--- START ---
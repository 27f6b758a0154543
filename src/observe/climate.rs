//! Humidity/temperature observable.
//!
//! Each wake takes one reading. Good readings go into a pair of sample
//! windows; when the windows close a lap the means are compared against the
//! published values and observers are notified on any difference.
//!
//! A failed or all-zero reading does not enter the windows. After
//! `20 × window_size` of them in a row, observers are notified with the
//! current values anyway so the display shows the monitor is still alive.

use super::SensorObservable;
use super::channel::{Observer, ObserverSet};
use crate::clock::{TickMultiplexer, TimerHandle, WakeSignal};
use crate::error::{MonitorError, Result};
use crate::sensors::{ClimateSource, SampleWindow};
use log::{debug, error, warn};
use std::sync::Arc;

pub const DEFAULT_WINDOW_SIZE: usize = 3;
pub const DEFAULT_PERIOD_TICKS: u32 = 10;

/// Degenerate reads tolerated per window slot before a forced notification.
pub const ZERO_STREAK_FACTOR: usize = 20;

pub struct ClimateObservable {
    sensor: Box<dyn ClimateSource>,
    observers: ObserverSet<ClimateObservable>,
    temperatures: SampleWindow,
    humidities: SampleWindow,
    temperature: f64,
    humidity: f64,
    published_temperature: f64,
    published_humidity: f64,
    zero_streak: usize,
    wake: WakeSignal,
}

impl ClimateObservable {
    pub fn new(sensor: Box<dyn ClimateSource>, window_size: usize) -> Result<Self> {
        Ok(Self {
            sensor,
            observers: ObserverSet::new(),
            temperatures: SampleWindow::new(window_size)?,
            humidities: SampleWindow::new(window_size)?,
            temperature: 0.0,
            humidity: 0.0,
            published_temperature: 0.0,
            published_humidity: 0.0,
            zero_streak: 0,
            wake: WakeSignal::new(),
        })
    }

    /// Last published temperature (°C).
    pub fn temperature(&self) -> f64 {
        self.published_temperature
    }

    /// Last published relative humidity (%).
    pub fn humidity(&self) -> f64 {
        self.published_humidity
    }

    pub fn window_size(&self) -> usize {
        self.temperatures.capacity()
    }

    pub fn zero_streak(&self) -> usize {
        self.zero_streak
    }

    pub fn wake_signal(&self) -> WakeSignal {
        self.wake.clone()
    }

    /// Register a wake timer firing every `period_ticks` base ticks.
    pub fn start(&self, clock: &TickMultiplexer, period_ticks: u32) -> Result<TimerHandle> {
        let wake = self.wake.clone();
        clock.register(period_ticks, move || wake.raise())
    }

    pub fn add_observer<O: Observer<ClimateObservable> + 'static>(
        &mut self,
        observer: &Arc<O>,
    ) -> bool {
        self.observers.add(observer)
    }

    pub fn remove_observer<O: Observer<ClimateObservable> + 'static>(
        &mut self,
        observer: &Arc<O>,
    ) -> bool {
        self.observers.remove(observer)
    }

    pub fn observer_count(&self) -> usize {
        self.observers.len()
    }

    /// Publish the current means and notify.
    fn set_changed(&mut self) {
        self.published_temperature = self.temperature;
        self.published_humidity = self.humidity;
        debug!(
            "Climate published: temperature={:.1} humidity={:.1}",
            self.published_temperature, self.published_humidity
        );
        self.observers.notify(self);
    }

    fn on_degenerate(&mut self) -> bool {
        self.zero_streak += 1;
        if self.zero_streak < ZERO_STREAK_FACTOR * self.window_size() {
            return false;
        }
        warn!(
            "Climate sensor produced {} unusable readings in a row; republishing last values",
            self.zero_streak
        );
        self.zero_streak = 0;
        self.set_changed();
        true
    }

    /// Process a pending wake. Returns true if observers were notified.
    pub fn check(&mut self) -> bool {
        if !self.wake.take() {
            return false;
        }

        let reading = match self.sensor.read() {
            Ok(reading) if !reading.is_degenerate() => reading,
            Ok(_) => {
                debug!("Climate sensor returned an all-zero reading");
                return self.on_degenerate();
            }
            Err(MonitorError::Decode(e)) => {
                debug!("Climate frame rejected: {}", e);
                return self.on_degenerate();
            }
            Err(e) => {
                error!("Climate sensor read failed: {}", e);
                return self.on_degenerate();
            }
        };
        self.zero_streak = 0;

        let temperature = self.temperatures.push(f64::from(reading.temperature));
        let humidity = self.humidities.push(f64::from(reading.humidity));
        let (Some(temperature), Some(humidity)) = (temperature, humidity) else {
            return false;
        };
        self.temperature = temperature;
        self.humidity = humidity;

        // exact comparison: any difference in the means is a change
        if self.temperature != self.published_temperature
            || self.humidity != self.published_humidity
        {
            self.set_changed();
            return true;
        }
        false
    }
}

impl SensorObservable for ClimateObservable {
    fn name(&self) -> &'static str {
        "climate"
    }

    fn check(&mut self) -> bool {
        ClimateObservable::check(self)
    }

    fn close(&mut self) {
        if let Err(e) = self.sensor.close() {
            error!("Climate sensor close failed: {}", e);
        }
    }
}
--- END ---
Requirement — Write out every record again, exactly as it was written.

Finished exercise —
repository 27f6b758a0154543
filename src/observe/climate.rs
//! Humidity/temperature observable.
//!
//! Each wake takes one reading. Good readings go into a pair of sample
//! windows; when the windows close a lap the means are compared against the
//! published values and observers are notified on any difference.
//!
//! A failed or all-zero reading does not enter the windows. After
//! `20 × window_size` of them in a row, observers are notified with the
//! current values anyway so the display shows the monitor is still alive.

use super::SensorObservable;
use super::channel::{Observer, ObserverSet};
use crate::clock::{TickMultiplexer, TimerHandle, WakeSignal};
use crate::error::{MonitorError, Result};
use crate::sensors::{ClimateSource, SampleWindow};
use log::{debug, error, warn};
use std::sync::Arc;

pub const DEFAULT_WINDOW_SIZE: usize = 3;
pub const DEFAULT_PERIOD_TICKS: u32 = 10;

/// Degenerate reads tolerated per window slot before a forced notification.
pub const ZERO_STREAK_FACTOR: usize = 20;

pub struct ClimateObservable {
    sensor: Box<dyn ClimateSource>,
    observers: ObserverSet<ClimateObservable>,
    temperatures: SampleWindow,
    humidities: SampleWindow,
    temperature: f64,
    humidity: f64,
    published_temperature: f64,
    published_humidity: f64,
    zero_streak: usize,
    wake: WakeSignal,
}

impl ClimateObservable {
    pub fn new(sensor: Box<dyn ClimateSource>, window_size: usize) -> Result<Self> {
        Ok(Self {
            sensor,
            observers: ObserverSet::new(),
            temperatures: SampleWindow::new(window_size)?,
            humidities: SampleWindow::new(window_size)?,
            temperature: 0.0,
            humidity: 0.0,
            published_temperature: 0.0,
            published_humidity: 0.0,
            zero_streak: 0,
            wake: WakeSignal::new(),
        })
    }

    /// Last published temperature (°C).
    pub fn temperature(&self) -> f64 {
        self.published_temperature
    }

    /// Last published relative humidity (%).
    pub fn humidity(&self) -> f64 {
        self.published_humidity
    }

    pub fn window_size(&self) -> usize {
        self.temperatures.capacity()
    }

    pub fn zero_streak(&self) -> usize {
        self.zero_streak
    }

    pub fn wake_signal(&self) -> WakeSignal {
        self.wake.clone()
    }

    /// Register a wake timer firing every `period_ticks` base ticks.
    pub fn start(&self, clock: &TickMultiplexer, period_ticks: u32) -> Result<TimerHandle> {
        let wake = self.wake.clone();
        clock.register(period_ticks, move || wake.raise())
    }

    pub fn add_observer<O: Observer<ClimateObservable> + 'static>(
        &mut self,
        observer: &Arc<O>,
    ) -> bool {
        self.observers.add(observer)
    }

    pub fn remove_observer<O: Observer<ClimateObservable> + 'static>(
        &mut self,
        observer: &Arc<O>,
    ) -> bool {
        self.observers.remove(observer)
    }

    pub fn observer_count(&self) -> usize {
        self.observers.len()
    }

    /// Publish the current means and notify.
    fn set_changed(&mut self) {
        self.published_temperature = self.temperature;
        self.published_humidity = self.humidity;
        debug!(
            "Climate published: temperature={:.1} humidity={:.1}",
            self.published_temperature, self.published_humidity
        );
        self.observers.notify(self);
    }

    fn on_degenerate(&mut self) -> bool {
        self.zero_streak += 1;
        if self.zero_streak < ZERO_STREAK_FACTOR * self.window_size() {
            return false;
        }
        warn!(
            "Climate sensor produced {} unusable readings in a row; republishing last values",
            self.zero_streak
        );
        self.zero_streak = 0;
        self.set_changed();
        true
    }

    /// Process a pending wake. Returns true if observers were notified.
    pub fn check(&mut self) -> bool {
        if !self.wake.take() {
            return false;
        }

        let reading = match self.sensor.read() {
            Ok(reading) if !reading.is_degenerate() => reading,
            Ok(_) => {
                debug!("Climate sensor returned an all-zero reading");
                return self.on_degenerate();
            }
            Err(MonitorError::Decode(e)) => {
                debug!("Climate frame rejected: {}", e);
                return self.on_degenerate();
            }
            Err(e) => {
                error!("Climate sensor read failed: {}", e);
                return self.on_degenerate();
            }
        };
        self.zero_streak = 0;

        let temperature = self.temperatures.push(f64::from(reading.temperature));
        let humidity = self.humidities.push(f64::from(reading.humidity));
        let (Some(temperature), Some(humidity)) = (temperature, humidity) else {
            return false;
        };
        self.temperature = temperature;
        self.humidity = humidity;

        // exact comparison: any difference in the means is a change
        if self.temperature != self.published_temperature
            || self.humidity != self.published_humidity
        {
            self.set_changed();
            return true;
        }
        false
    }
}

impl SensorObservable for ClimateObservable {
    fn name(&self) -> &'static str {
        "climate"
    }

    fn check(&mut self) -> bool {
        ClimateObservable::check(self)
    }

    fn close(&mut self) {
        if let Err(e) = self.sensor.close() {
            error!("Climate sensor close failed: {}", e);
        }
    }
}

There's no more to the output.